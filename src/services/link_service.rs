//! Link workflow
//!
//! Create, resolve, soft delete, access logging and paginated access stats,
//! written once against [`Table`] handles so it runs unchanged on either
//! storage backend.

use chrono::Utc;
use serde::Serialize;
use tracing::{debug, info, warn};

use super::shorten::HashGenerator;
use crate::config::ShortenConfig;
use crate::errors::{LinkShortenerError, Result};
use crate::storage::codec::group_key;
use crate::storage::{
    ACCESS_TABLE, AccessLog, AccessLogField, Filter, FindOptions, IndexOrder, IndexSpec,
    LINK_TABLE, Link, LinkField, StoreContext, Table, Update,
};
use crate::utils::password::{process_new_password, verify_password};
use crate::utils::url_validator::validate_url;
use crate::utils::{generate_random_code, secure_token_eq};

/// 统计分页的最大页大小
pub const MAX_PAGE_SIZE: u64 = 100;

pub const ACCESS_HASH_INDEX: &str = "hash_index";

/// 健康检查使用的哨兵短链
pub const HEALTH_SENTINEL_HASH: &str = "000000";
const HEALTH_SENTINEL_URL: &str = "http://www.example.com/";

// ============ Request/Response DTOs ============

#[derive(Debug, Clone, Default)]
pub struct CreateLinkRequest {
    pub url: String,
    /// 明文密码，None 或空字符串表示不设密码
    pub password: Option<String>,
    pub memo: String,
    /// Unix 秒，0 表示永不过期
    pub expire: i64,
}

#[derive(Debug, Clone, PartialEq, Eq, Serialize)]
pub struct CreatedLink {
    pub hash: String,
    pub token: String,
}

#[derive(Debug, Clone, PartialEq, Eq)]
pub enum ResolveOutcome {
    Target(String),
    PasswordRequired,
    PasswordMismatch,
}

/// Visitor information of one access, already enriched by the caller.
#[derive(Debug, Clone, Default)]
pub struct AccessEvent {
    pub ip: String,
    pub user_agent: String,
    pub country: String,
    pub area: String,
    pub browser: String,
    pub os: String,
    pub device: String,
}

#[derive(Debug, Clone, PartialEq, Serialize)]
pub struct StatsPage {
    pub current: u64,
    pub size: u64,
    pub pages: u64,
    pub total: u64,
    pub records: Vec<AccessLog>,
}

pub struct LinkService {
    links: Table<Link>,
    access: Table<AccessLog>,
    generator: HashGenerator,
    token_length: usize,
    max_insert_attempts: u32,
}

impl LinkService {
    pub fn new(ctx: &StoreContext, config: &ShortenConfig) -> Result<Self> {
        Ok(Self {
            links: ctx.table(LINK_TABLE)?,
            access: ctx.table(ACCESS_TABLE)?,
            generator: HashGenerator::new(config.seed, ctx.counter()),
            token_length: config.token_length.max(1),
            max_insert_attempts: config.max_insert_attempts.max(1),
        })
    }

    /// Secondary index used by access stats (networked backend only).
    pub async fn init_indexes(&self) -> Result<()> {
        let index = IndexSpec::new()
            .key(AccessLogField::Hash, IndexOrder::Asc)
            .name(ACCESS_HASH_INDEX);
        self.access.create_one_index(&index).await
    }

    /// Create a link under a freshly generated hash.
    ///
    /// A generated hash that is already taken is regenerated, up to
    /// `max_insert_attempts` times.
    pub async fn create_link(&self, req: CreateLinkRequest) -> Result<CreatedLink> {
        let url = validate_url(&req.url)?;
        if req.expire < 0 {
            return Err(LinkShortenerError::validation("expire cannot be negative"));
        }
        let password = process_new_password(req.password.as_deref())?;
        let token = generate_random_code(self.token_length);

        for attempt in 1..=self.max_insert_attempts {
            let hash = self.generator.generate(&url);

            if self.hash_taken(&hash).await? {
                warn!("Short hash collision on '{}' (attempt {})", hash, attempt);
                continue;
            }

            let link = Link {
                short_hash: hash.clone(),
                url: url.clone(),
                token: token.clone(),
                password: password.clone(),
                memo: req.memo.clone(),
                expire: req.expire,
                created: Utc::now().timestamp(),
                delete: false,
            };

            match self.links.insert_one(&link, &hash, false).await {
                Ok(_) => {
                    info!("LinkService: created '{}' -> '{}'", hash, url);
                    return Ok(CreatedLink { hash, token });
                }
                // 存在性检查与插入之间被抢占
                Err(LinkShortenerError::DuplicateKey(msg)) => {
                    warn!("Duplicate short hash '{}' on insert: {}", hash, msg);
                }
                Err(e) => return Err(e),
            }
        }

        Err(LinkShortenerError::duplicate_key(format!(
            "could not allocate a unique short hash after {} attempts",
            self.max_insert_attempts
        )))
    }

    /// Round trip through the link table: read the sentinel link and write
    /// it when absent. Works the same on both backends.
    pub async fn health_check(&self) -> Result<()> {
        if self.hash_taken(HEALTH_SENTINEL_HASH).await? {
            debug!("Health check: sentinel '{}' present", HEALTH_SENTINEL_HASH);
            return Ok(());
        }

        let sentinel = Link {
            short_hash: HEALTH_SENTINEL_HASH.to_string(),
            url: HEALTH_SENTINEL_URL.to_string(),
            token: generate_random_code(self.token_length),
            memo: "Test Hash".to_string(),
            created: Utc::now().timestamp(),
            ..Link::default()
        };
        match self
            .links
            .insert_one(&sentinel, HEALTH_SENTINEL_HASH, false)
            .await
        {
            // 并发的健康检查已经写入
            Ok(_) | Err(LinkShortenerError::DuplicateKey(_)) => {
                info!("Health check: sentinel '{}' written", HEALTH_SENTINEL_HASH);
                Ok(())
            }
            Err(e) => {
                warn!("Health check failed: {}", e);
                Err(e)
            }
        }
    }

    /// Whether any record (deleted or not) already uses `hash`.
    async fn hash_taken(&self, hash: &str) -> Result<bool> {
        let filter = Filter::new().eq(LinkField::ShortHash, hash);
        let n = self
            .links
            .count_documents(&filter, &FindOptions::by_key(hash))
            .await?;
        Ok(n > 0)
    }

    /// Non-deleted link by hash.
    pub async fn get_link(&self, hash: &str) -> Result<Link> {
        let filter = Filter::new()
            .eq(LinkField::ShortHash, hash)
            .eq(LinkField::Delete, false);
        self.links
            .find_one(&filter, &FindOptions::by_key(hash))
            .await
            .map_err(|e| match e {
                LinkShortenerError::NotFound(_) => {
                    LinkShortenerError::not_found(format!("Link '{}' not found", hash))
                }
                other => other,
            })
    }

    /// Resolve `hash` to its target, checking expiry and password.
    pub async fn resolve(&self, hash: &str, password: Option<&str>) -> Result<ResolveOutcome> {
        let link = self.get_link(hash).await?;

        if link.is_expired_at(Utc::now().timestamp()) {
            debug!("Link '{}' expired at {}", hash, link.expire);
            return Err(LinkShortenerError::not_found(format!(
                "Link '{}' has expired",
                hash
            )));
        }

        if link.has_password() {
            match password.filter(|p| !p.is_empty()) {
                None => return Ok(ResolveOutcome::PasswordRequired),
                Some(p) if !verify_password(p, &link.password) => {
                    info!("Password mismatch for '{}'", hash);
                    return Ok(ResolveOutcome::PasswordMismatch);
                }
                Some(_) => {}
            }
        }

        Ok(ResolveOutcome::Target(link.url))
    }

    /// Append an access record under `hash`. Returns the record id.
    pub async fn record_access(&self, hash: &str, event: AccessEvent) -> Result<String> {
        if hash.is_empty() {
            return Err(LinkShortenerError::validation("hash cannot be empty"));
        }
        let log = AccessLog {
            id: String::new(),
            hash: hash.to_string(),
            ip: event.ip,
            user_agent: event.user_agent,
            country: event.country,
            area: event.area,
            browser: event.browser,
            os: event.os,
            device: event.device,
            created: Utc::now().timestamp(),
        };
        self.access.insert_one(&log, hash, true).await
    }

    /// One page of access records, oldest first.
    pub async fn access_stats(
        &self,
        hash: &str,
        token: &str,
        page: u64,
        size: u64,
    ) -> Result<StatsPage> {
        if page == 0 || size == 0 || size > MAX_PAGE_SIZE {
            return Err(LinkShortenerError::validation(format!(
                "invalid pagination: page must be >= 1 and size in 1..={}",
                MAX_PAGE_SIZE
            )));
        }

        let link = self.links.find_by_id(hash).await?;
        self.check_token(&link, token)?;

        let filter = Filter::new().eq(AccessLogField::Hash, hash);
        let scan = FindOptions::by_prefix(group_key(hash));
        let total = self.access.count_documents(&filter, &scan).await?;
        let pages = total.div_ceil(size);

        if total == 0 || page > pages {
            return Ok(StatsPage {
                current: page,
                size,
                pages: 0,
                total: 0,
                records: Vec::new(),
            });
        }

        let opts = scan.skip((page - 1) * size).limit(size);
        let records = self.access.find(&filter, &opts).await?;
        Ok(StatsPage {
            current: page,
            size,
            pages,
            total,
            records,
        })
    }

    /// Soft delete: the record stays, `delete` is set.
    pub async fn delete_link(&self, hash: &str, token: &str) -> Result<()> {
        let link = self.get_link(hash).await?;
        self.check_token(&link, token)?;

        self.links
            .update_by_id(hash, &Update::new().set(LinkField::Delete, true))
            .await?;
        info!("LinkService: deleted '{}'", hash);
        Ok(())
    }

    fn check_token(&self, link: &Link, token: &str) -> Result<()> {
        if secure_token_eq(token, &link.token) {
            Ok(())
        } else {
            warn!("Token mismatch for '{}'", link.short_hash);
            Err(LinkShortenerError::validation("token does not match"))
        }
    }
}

WHAT YOU WILL DO
Return all lines above that mention the word "Some".

REPLY TO THE TASK
                Some(p) if !verify_password(p, &link.password) => {
                Some(_) => {}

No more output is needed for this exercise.